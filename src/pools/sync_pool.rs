//! A multithreaded fixed-size slice allocator.

use crate::arena::Provider;
use crate::error::{ArenaError, PoolError};
use crate::pools::fixed_pool::{FixedPool, Geometry, SliceHandle, SliceInfo};

use core::ptr::NonNull;
use std::sync::{Mutex, MutexGuard, PoisonError};

/// A multithreaded fixed-size slice allocator.
///
/// This allocator is just a `Mutex` wrapper over [`FixedPool`] to allow for multithreading.
/// Only chain updates take the lock; payload access goes straight to the arena, since a
/// slot's payload bytes are never touched by the allocator and each slot has one handle.
///
/// The lock only serialises threads of this process. Processes sharing the arena must
/// still keep to disjoint pools or bring their own cross-process lock.
pub struct SyncFixedPool<P: Provider> {
    inner: Mutex<FixedPool<P>>,
    geometry: Geometry,
}

impl<P: Provider> SyncFixedPool<P> {
    pub fn new(pool: FixedPool<P>) -> Self {
        SyncFixedPool {
            geometry: pool.geometry(),
            inner: Mutex::new(pool),
        }
    }

    /// Allocation and free never leave the chain half updated, so a poisoned lock
    /// still guards a consistent pool.
    #[inline]
    fn lock(&self) -> MutexGuard<'_, FixedPool<P>> {
        self.inner.lock().unwrap_or_else(PoisonError::into_inner)
    }

    #[inline]
    pub fn allocate(&self) -> Option<SliceHandle> {
        self.lock().allocate()
    }

    /// # Panics
    /// Panics if `handle` was produced by another pool.
    #[inline]
    pub fn free(&self, handle: SliceHandle) {
        self.lock().free(handle)
    }

    /// See [`FixedPool::free_payload`].
    ///
    /// # Safety
    /// No [`SliceHandle`] for the slot may be used afterwards.
    pub unsafe fn free_payload(&self, ptr: *const u8) -> Result<(), PoolError> {
        self.lock().free_payload(ptr)
    }

    pub fn in_use(&self) -> usize {
        self.lock().in_use()
    }

    pub fn capacity(&self) -> usize {
        self.geometry.capacity()
    }

    pub fn slice_size(&self) -> usize {
        self.geometry.slice_size()
    }

    pub fn payload_ptr(&self, handle: &SliceHandle) -> NonNull<u8> {
        self.geometry.payload_ptr(handle)
    }

    pub fn payload<'a>(&'a self, handle: &'a SliceHandle) -> &'a [u8] {
        self.geometry.payload(handle)
    }

    pub fn payload_mut<'a>(&'a self, handle: &'a mut SliceHandle) -> &'a mut [u8] {
        self.geometry.payload_mut(handle)
    }

    pub fn debug_walk(&self) -> Vec<SliceInfo> {
        self.lock().debug_walk()
    }

    pub fn verify(&self) -> Result<(), PoolError> {
        self.lock().verify()
    }

    pub fn into_inner(self) -> FixedPool<P> {
        self.inner
            .into_inner()
            .unwrap_or_else(PoisonError::into_inner)
    }

    /// Returns the arena to the provider. All payloads become invalid.
    pub fn destroy(self) -> Result<(), ArenaError> {
        self.into_inner().destroy()
    }
}
impl<P: Provider> Debug for FixedPool<P> {
    fn fmt(&self, f: &mut fmt::Formatter<'_>) -> fmt::Result {
        f.debug_struct("FixedPool")
            .field("block", &*self.block)
            .field("slice_size", &self.geometry.slice_size)
            .field("capacity", &self.capacity())
            .field("in_use", &self.in_use())
            .finish()
    }
}

impl<P: Provider> FixedPool<P> {
    /// Creates a pool of `slice_num` slots of `slice_size` bytes in a fresh block from `provider`.
    #[instrument(level = "info", skip(provider), err(Debug, level = Level::ERROR))]
    pub fn new(provider: P, slice_num: usize, slice_size: usize) -> Result<Self, PoolError> {
        let (_, stride) = checked_slice_size(slice_size)?;
        if slice_num == 0 {
            return Err(PoolError::ZeroCapacity { usable: 0, stride });
        }
        if slice_num > MAX_SLICES {
            return Err(PoolError::TooManySlices { slice_num });
        }
        let size =
            required_size(slice_num, stride).ok_or(PoolError::TooManySlices { slice_num })?;
        debug!(stride, size, "Computed pool geometry.");

        let block = provider.create(size)?;
        Self::build(provider, block, slice_size, Some(slice_num))
    }

    /// Creates a pool in a block the caller already owns, fitting as many slots of
    /// `slice_size` bytes as the block holds. On error the block goes back to `provider`.
    #[instrument(level = "info", skip(provider), fields(block_size = block.size()), err(Debug, level = Level::ERROR))]
    pub fn with_block(provider: P, block: Block, slice_size: usize) -> Result<Self, PoolError> {
        Self::build(provider, block, slice_size, None)
    }

    /// Adopts a block that already holds an initialised pool, e.g. a System-V segment set up by
    /// another process or a map file kept from an earlier run. Nothing in the arena is modified.
    /// The whole chain is checked with [`verify`](FixedPool::verify) first, so this takes
    /// *O*(N). On error the block goes back to `provider`.
    #[instrument(level = "info", skip(provider), fields(block_size = block.size()), err(Debug, level = Level::ERROR))]
    pub fn attach(provider: P, block: Block) -> Result<Self, PoolError> {
        let checked = Self::check_attached(&block);
        match checked {
            Ok((region, header, stride)) => {
                let pool = Self::assemble(provider, block, region, stride, header);
                // Head, tail and count were written by someone else. Dropping the pool
                // hands the block back.
                if let Err(e) = pool.verify() {
                    error!(error = %e, ?header, "Refusing to attach corrupted pool.");
                    return Err(e);
                }
                debug!(?header, "Attached to existing pool.");
                Ok(pool)
            }
            Err(e) => Err(Self::give_back(provider, block, e)),
        }
    }

    fn check_attached(block: &Block) -> Result<(Region, PoolHeader, usize), PoolError> {
        let region = carve(block).ok_or(PoolError::NotAPool)?;
        let header = unsafe { region.pool.read() };
        if !header.is_initialised() || header.slice_num == 0 {
            return Err(PoolError::NotAPool);
        }
        let slice_size = header.slice_size as usize;
        let stride = stride_for(slice_size).ok_or(PoolError::SliceTooLarge { slice_size })?;
        let slots_size = (header.slice_num as usize)
            .checked_mul(stride)
            .ok_or(PoolError::NotAPool)?;
        if slots_size > region.usable {
            return Err(PoolError::GeometryMismatch {
                required: block.size() - region.usable + slots_size,
                available: block.size(),
            });
        }
        Ok((region, header, stride))
    }

    fn build(
        provider: P,
        block: Block,
        slice_size: usize,
        slice_num: Option<usize>,
    ) -> Result<Self, PoolError> {
        let (stored_size, stride) = match checked_slice_size(slice_size) {
            Ok(v) => v,
            Err(e) => return Err(Self::give_back(provider, block, e)),
        };
        let Some(region) = carve(&block) else {
            let e = PoolError::ZeroCapacity { usable: 0, stride };
            return Err(Self::give_back(provider, block, e));
        };
        let fits = (region.usable / stride).min(MAX_SLICES);
        let slice_num = slice_num.unwrap_or(fits);
        if slice_num == 0 || slice_num > fits {
            let e = PoolError::ZeroCapacity {
                usable: region.usable,
                stride,
            };
            return Err(Self::give_back(provider, block, e));
        }

        let mut chain = Chain::new(region.pool, region.slots, stride);
        unsafe { chain.init(stored_size, slice_num as u32) };
        let header = unsafe { region.pool.read() };
        debug!(slice_num, slice_size, stride, "Initialised slot chain.");
        Ok(Self::assemble(provider, block, region, stride, header))
    }

    fn assemble(
        provider: P,
        block: Block,
        region: Region,
        stride: usize,
        header: PoolHeader,
    ) -> Self {
        let geometry = Geometry {
            pool_id: next_pool_id(),
            slots: unsafe { NonNull::new_unchecked(region.slots) },
            stride,
            slice_size: header.slice_size as usize,
            slice_num: header.slice_num,
        };
        FixedPool {
            chain: Chain::new(region.pool, region.slots, stride),
            geometry,
            block: ManuallyDrop::new(block),
            provider,
        }
    }

    fn give_back(provider: P, block: Block, e: PoolError) -> PoolError {
        if let Err(release) = unsafe { provider.release(block) } {
            error!(error = %release, "Couldn't release block of failed pool.");
        }
        e
    }
}
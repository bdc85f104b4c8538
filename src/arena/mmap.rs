//! Shared blocks backed by `mmap()`.
//!
//! Anonymous `MAP_SHARED` mappings are inherited by forked children, which then see
//! every write made through the same pages. File-backed mappings (classically `/dev/zero`)
//! are available for systems or use cases where anonymous mappings don't fit.

use core::ptr::{null_mut, NonNull};
use std::fs::OpenOptions;
use std::io;
use std::os::fd::{IntoRawFd, RawFd};
use std::path::{Path, PathBuf};

use libc::{c_int, MAP_FAILED, MAP_SHARED, PROT_READ, PROT_WRITE};
use tracing::{debug, error, instrument, warn};

use super::{Backing, Block, Provider};
use crate::error::ArenaError;
use crate::util::find_divisible;

/// Mappings at least this large are worth backing with huge pages.
pub const HUGE_PAGE_THRESHOLD: usize = 2 * 1024 * 1024;

/// Huge-page mappings are rounded up to a multiple of this size.
pub const HUGE_PAGE_SIZE: usize = 2 * 1024 * 1024;

/// A provider that maps shared memory with `mmap()`.
#[derive(Debug, Clone, Default)]
pub struct MmapProvider {
    map_file: Option<PathBuf>,
    huge_page_threshold: Option<usize>,
}

impl MmapProvider {
    /// Anonymous shared mappings, no huge pages.
    #[inline]
    pub const fn new() -> Self {
        MmapProvider {
            map_file: None,
            huge_page_threshold: None,
        }
    }

    /// Maps `path` instead of anonymous memory. Regular files are grown to the requested size
    /// and never truncated, so an existing file is mapped with its old contents.
    pub fn with_map_file(path: impl Into<PathBuf>) -> Self {
        MmapProvider {
            map_file: Some(path.into()),
            huge_page_threshold: None,
        }
    }

    /// Requests `MAP_HUGETLB` for anonymous mappings of at least `threshold` bytes.
    /// Getting regular pages instead is not an error.
    pub fn huge_pages(mut self, threshold: Option<usize>) -> Self {
        self.huge_page_threshold = threshold;
        self
    }

    pub fn map_file(&self) -> Option<&Path> {
        self.map_file.as_deref()
    }
}

/// Maps `size` bytes of anonymous shared memory.
pub fn create_mapped(size: usize) -> Result<Block, ArenaError> {
    MmapProvider::new().create(size)
}

#[inline]
unsafe fn raw_mmap(size: usize, flags: c_int, fd: RawFd) -> Result<NonNull<u8>, io::Error> {
    let mem = libc::mmap(null_mut(), size, PROT_READ | PROT_WRITE, flags, fd, 0);
    if mem == MAP_FAILED {
        return Err(io::Error::last_os_error());
    }
    NonNull::new(mem.cast()).ok_or_else(|| io::Error::from(io::ErrorKind::AddrNotAvailable))
}

#[instrument(level = "debug", err(Debug))]
fn open_map_file(path: &Path, size: usize) -> Result<RawFd, ArenaError> {
    let file = OpenOptions::new()
        .read(true)
        .write(true)
        .create(true)
        .truncate(false)
        .open(path)
        .map_err(ArenaError::MapFailed)?;
    let meta = file.metadata().map_err(ArenaError::MapFailed)?;
    if meta.is_file() && meta.len() < size as u64 {
        debug!(old_len = meta.len(), size, "Growing map file.");
        file.set_len(size as u64).map_err(ArenaError::MapFailed)?;
    }
    Ok(file.into_raw_fd())
}

impl MmapProvider {
    #[cfg(target_os = "linux")]
    fn try_huge_pages(&self, size: usize, flags: c_int) -> Option<Block> {
        let threshold = self.huge_page_threshold?;
        if size < threshold {
            return None;
        }
        let rounded = find_divisible(size, HUGE_PAGE_SIZE)?;
        match unsafe { raw_mmap(rounded, flags | libc::MAP_HUGETLB, -1) } {
            Ok(base) => {
                debug!(base = ?base.as_ptr(), size = rounded, "Mapped huge pages.");
                let backing = Backing::Mapped {
                    fd: None,
                    map_file: None,
                };
                Some(unsafe { Block::from_raw_parts(base, rounded, backing) })
            }
            Err(e) => {
                warn!(error = %e, size, "Huge pages unavailable, falling back to regular pages.");
                None
            }
        }
    }

    #[cfg(not(target_os = "linux"))]
    fn try_huge_pages(&self, _size: usize, _flags: c_int) -> Option<Block> {
        None
    }
}

unsafe impl Provider for MmapProvider {
    #[instrument(level = "debug", skip(self), fields(map_file = ?self.map_file), err(Debug))]
    fn create(&self, size: usize) -> Result<Block, ArenaError> {
        if size == 0 {
            return Err(ArenaError::InvalidSize { size });
        }

        let Some(path) = self.map_file.as_deref() else {
            let flags = MAP_SHARED | libc::MAP_ANONYMOUS;
            if let Some(block) = self.try_huge_pages(size, flags) {
                return Ok(block);
            }
            let base = unsafe { raw_mmap(size, flags, -1) }.map_err(|e| {
                error!(error = %e, size, "mmap() failed.");
                ArenaError::MapFailed(e)
            })?;
            debug!(base = ?base.as_ptr(), size, "Mapped anonymous block.");
            let backing = Backing::Mapped {
                fd: None,
                map_file: None,
            };
            return Ok(unsafe { Block::from_raw_parts(base, size, backing) });
        };

        let fd = open_map_file(path, size)?;
        match unsafe { raw_mmap(size, MAP_SHARED, fd) } {
            Ok(base) => {
                debug!(base = ?base.as_ptr(), size, fd, "Mapped file-backed block.");
                let backing = Backing::Mapped {
                    fd: Some(fd),
                    map_file: Some(path.to_path_buf()),
                };
                Ok(unsafe { Block::from_raw_parts(base, size, backing) })
            }
            Err(e) => {
                error!(error = %e, size, "mmap() failed.");
                unsafe { libc::close(fd) };
                Err(ArenaError::MapFailed(e))
            }
        }
    }

    unsafe fn release(&self, block: Block) -> Result<(), ArenaError> {
        release_mapped(block);
        Ok(())
    }
}

/// Unmaps a block made by an [`MmapProvider`] and closes its map file, if any.
///
/// # Safety
/// `block` must not be used afterwards.
///
/// # Panics
/// Panics if `block` is not a mapped block or if `munmap()` rejects it. A failed unmap
/// means the address space no longer matches what the block describes.
#[instrument(level = "debug")]
pub unsafe fn release_mapped(block: Block) {
    let Backing::Mapped { fd, .. } = *block.backing() else {
        panic!("Block was not created by mmap().");
    };
    if libc::munmap(block.base().as_ptr().cast(), block.size()) != 0 {
        let e = io::Error::last_os_error();
        error!(error = %e, ?block, "munmap() failed.");
        panic!("munmap() failed: {e}");
    }
    if let Some(fd) = fd {
        libc::close(fd);
    }
}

■ ■ ■ ■ ■

Give back exactly the lines above, from the line containing "Dropping the pool" through the line containing "to attach corrupted", with both end lines and nothing more.

                // Head, tail and count were written by someone else. Dropping the pool
                // hands the block back.
                if let Err(e) = pool.verify() {
                    error!(error = %e, ?header, "Refusing to attach corrupted pool.");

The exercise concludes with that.